I was doing a culture assessment for an organisation that did civil and engineering works. They had a mix of labourers and engineers and were caught in a strong “us and them” culture. I was conducting focus groups and one participant started getting very agitated about how they were treated. He told a story about a time, roughly six months ago, where they had all given up their weekend to get a job finished. One guy even gave up his daughter’s birthday, and when it was done not one manager thanked them.
He was very angry and upset, to the point where his colleagues had to calm him down.
Later in the focus group I had reason to ask him how long he’d been with the company. Can you guess his answer? 3 months. Only 3 months! He wasn’t even around when this event had taken place. He hadn’t given up his weekend, yet he knew the story and was upset by it.

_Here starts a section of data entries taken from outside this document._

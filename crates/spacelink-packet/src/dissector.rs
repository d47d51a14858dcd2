use spacelink_core::constants::PRIMARY_HEADER_OCTETS;
use spacelink_core::error::{ErrorKind, Result};
use spacelink_codec::{BitReader, BitWriter, DataField};

use crate::primary_header::PrimaryHeader;
use crate::secondary_header::SpSecondaryHeader;

/// A fully typed Space Packet schema: headers plus a tuple of user-data
/// fields whose shape is fixed at compile time.
///
/// The field tuple must cover whole octets, and the packet data field must
/// be non-empty (typed fields, a secondary header, or both). Field access
/// goes through the public `fields` tuple, so member indexing is checked at
/// compile time.
#[derive(Clone, Debug, Default, PartialEq, Eq)]
pub struct SpDissector<S: SpSecondaryHeader, F: DataField + Default> {
    /// Primary header fields.
    pub primary: PrimaryHeader,
    /// Secondary header fields.
    pub secondary: S,
    /// The typed user-data fields, serialized in declaration order.
    pub fields: F,
}

impl<S: SpSecondaryHeader, F: DataField + Default> SpDissector<S, F> {
    const SHAPE_OK: () = assert!(
        F::WIDTH_BITS % 8 == 0 && (F::WIDTH_BITS > 0 || S::SIZE_OCTETS > 0),
        "dissector fields must cover whole octets and the packet data field cannot be empty"
    );

    /// Octets covered by the typed user-data fields.
    pub const USER_DATA_OCTETS: usize = F::WIDTH_BITS / 8;

    /// Total packet size in octets.
    pub const PACKET_OCTETS: usize =
        PRIMARY_HEADER_OCTETS + S::SIZE_OCTETS + F::WIDTH_BITS / 8;

    /// Creates a dissector with defaulted headers and fields.
    pub fn new() -> Self {
        let _ = Self::SHAPE_OK;
        Self::default()
    }

    /// Deserializes headers then fields from a received packet.
    pub fn from_bytes(buffer: &[u8]) -> Result<Self> {
        let _ = Self::SHAPE_OK;
        if buffer.len() < Self::PACKET_OCTETS {
            return Err(ErrorKind::PacketTooShort {
                needed: Self::PACKET_OCTETS,
                available: buffer.len(),
            });
        }
        let mut dissector = Self::default();
        let mut reader = BitReader::new(buffer);
        dissector.primary.deserialize(&mut reader);
        dissector.secondary.deserialize(&mut reader);
        dissector.fields.deserialize(&mut reader);
        Ok(dissector)
    }

    /// Completes the headers from the compile-time packet shape: secondary
    /// flag, and data-field length (secondary plus typed-field octets,
    /// minus one).
    pub fn finalize(&mut self) {
        if S::SIZE_OCTETS > 0 {
            self.primary.sec_hdr_flag.set();
        } else {
            self.primary.sec_hdr_flag.reset();
        }
        self.primary.set_length_octets(S::SIZE_OCTETS + Self::USER_DATA_OCTETS);
    }

    /// Finalizes, then serializes headers and fields into `buffer`.
    /// Returns the packet size in octets.
    pub fn to_bytes(&mut self, buffer: &mut [u8]) -> Result<usize> {
        if buffer.len() < Self::PACKET_OCTETS {
            return Err(ErrorKind::BufferTooSmall {
                needed: Self::PACKET_OCTETS,
                available: buffer.len(),
            });
        }
        self.finalize();
        let mut writer = BitWriter::new(buffer);
        self.primary.serialize(&mut writer);
        self.secondary.serialize(&mut writer);
        self.fields.serialize(&mut writer);
        Ok(Self::PACKET_OCTETS)
    }

    /// Checks the finalized packet against the protocol shall-statements.
    pub fn is_valid(&self) -> bool {
        self.primary.sec_hdr_flag.is_set() == (S::SIZE_OCTETS > 0)
            && !(self.primary.is_idle() && S::SIZE_OCTETS > 0)
            && self.primary.length_octets() == S::SIZE_OCTETS + Self::USER_DATA_OCTETS
            && self.primary.is_valid()
    }
}

#[cfg(test)]
mod tests {
    use super::*;
    use crate::secondary_header::{EmptySecondaryHeader, SecondaryHeader};
    use spacelink_codec::{Field, Flag};

    // 64 + 4 + 4x1 + 24 + 8 = 104 bits = 13 octets of user data
    type Schema = (
        Field<u64, 64>,
        Field<u8, 4>,
        Flag,
        Flag,
        Flag,
        Flag,
        Field<u32, 24>,
        Field<u8, 8>,
    );
    type Dissector = SpDissector<EmptySecondaryHeader, Schema>;

    #[test]
    fn test_packet_size_from_schema() {
        assert_eq!(Dissector::USER_DATA_OCTETS, 13);
        assert_eq!(Dissector::PACKET_OCTETS, 19);

        type WithAncillary = SpDissector<SecondaryHeader<(), Field<u16, 16>>, Schema>;
        assert_eq!(WithAncillary::PACKET_OCTETS, 21);
    }

    #[test]
    fn test_typed_roundtrip() {
        let mut original = Dissector::new();
        original.primary.apid.set_value(0x155);
        original.fields.0.set_value(0xDEAD_BEEF_CAFE_F00D);
        original.fields.1.set_value(0x9);
        original.fields.2.set();
        original.fields.4.set();
        original.fields.6.set_value(0xABCDEF);
        original.fields.7.set_value(0x42);

        let mut buf = [0u8; Dissector::PACKET_OCTETS];
        let written = original.to_bytes(&mut buf).unwrap();
        assert_eq!(written, Dissector::PACKET_OCTETS);
        assert!(original.is_valid());
        assert_eq!(original.primary.length_octets(), 13);

        let decoded = Dissector::from_bytes(&buf).unwrap();
        assert_eq!(decoded, original);

        // re-serializing the decoded packet reproduces the buffer
        let mut decoded = decoded;
        let mut second = [0u8; Dissector::PACKET_OCTETS];
        decoded.to_bytes(&mut second).unwrap();
        assert_eq!(second, buf);
    }

    #[test]
    fn test_from_bytes_rejects_short_buffer() {
        let buf = [0u8; Dissector::PACKET_OCTETS - 1];
        let err = Dissector::from_bytes(&buf).unwrap_err();
        assert_eq!(err, ErrorKind::PacketTooShort { needed: 19, available: 18 });
    }

    #[test]
    fn test_to_bytes_rejects_short_buffer() {
        let mut dissector = Dissector::new();
        let mut buf = [0u8; 10];
        let err = dissector.to_bytes(&mut buf).unwrap_err();
        assert_eq!(err, ErrorKind::BufferTooSmall { needed: 19, available: 10 });
    }

    #[test]
    fn test_finalize_sets_flag_and_length() {
        type WithAncillary = SpDissector<SecondaryHeader<(), Field<u32, 32>>, (Field<u16, 16>,)>;
        let mut dissector = WithAncillary::new();
        dissector.finalize();
        assert!(dissector.primary.sec_hdr_flag.is_set());
        assert_eq!(dissector.primary.length_octets(), 6);
        assert!(dissector.is_valid());
    }
}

So what are we talking about here in relation to culture? In my experience there are two popular definitions of culture:
- “the way we do things around here.”
- “shared values, beliefs, and norms of behaviour”
I’m not sure either definition is thorough enough. There’s a deeper element that needs to be understood. We need to understand how deeply the human is influenced. Their behaviour, thoughts, beliefs, mood, attitude, values, opinions, perceptions, and even their sense of self, who they are, is all shaped by this amazing phenomenon we call culture.
To understand it we need to highlight our ability as a species to adapt. This is particularly prevalent when someone joins an organisation. They want to fit in so they observe behaviour, listen to conversation, soak in the stories, which all impact how they need to think and feel. Most people don’t realise it’s happening but it eventually becomes a deeply engrained part of who they are.
How do you write a definition that captures that? In Team Focus we use the following as a working definition for culture:
“The attitudes and behaviour people
subconsciously adopt in order to fit in.”
We find it helpful to remind the groups we are working with, in the definition, that people will adapt their behaviour in order to fit in. It creates a great question. What culture would you like them to “fit in” with?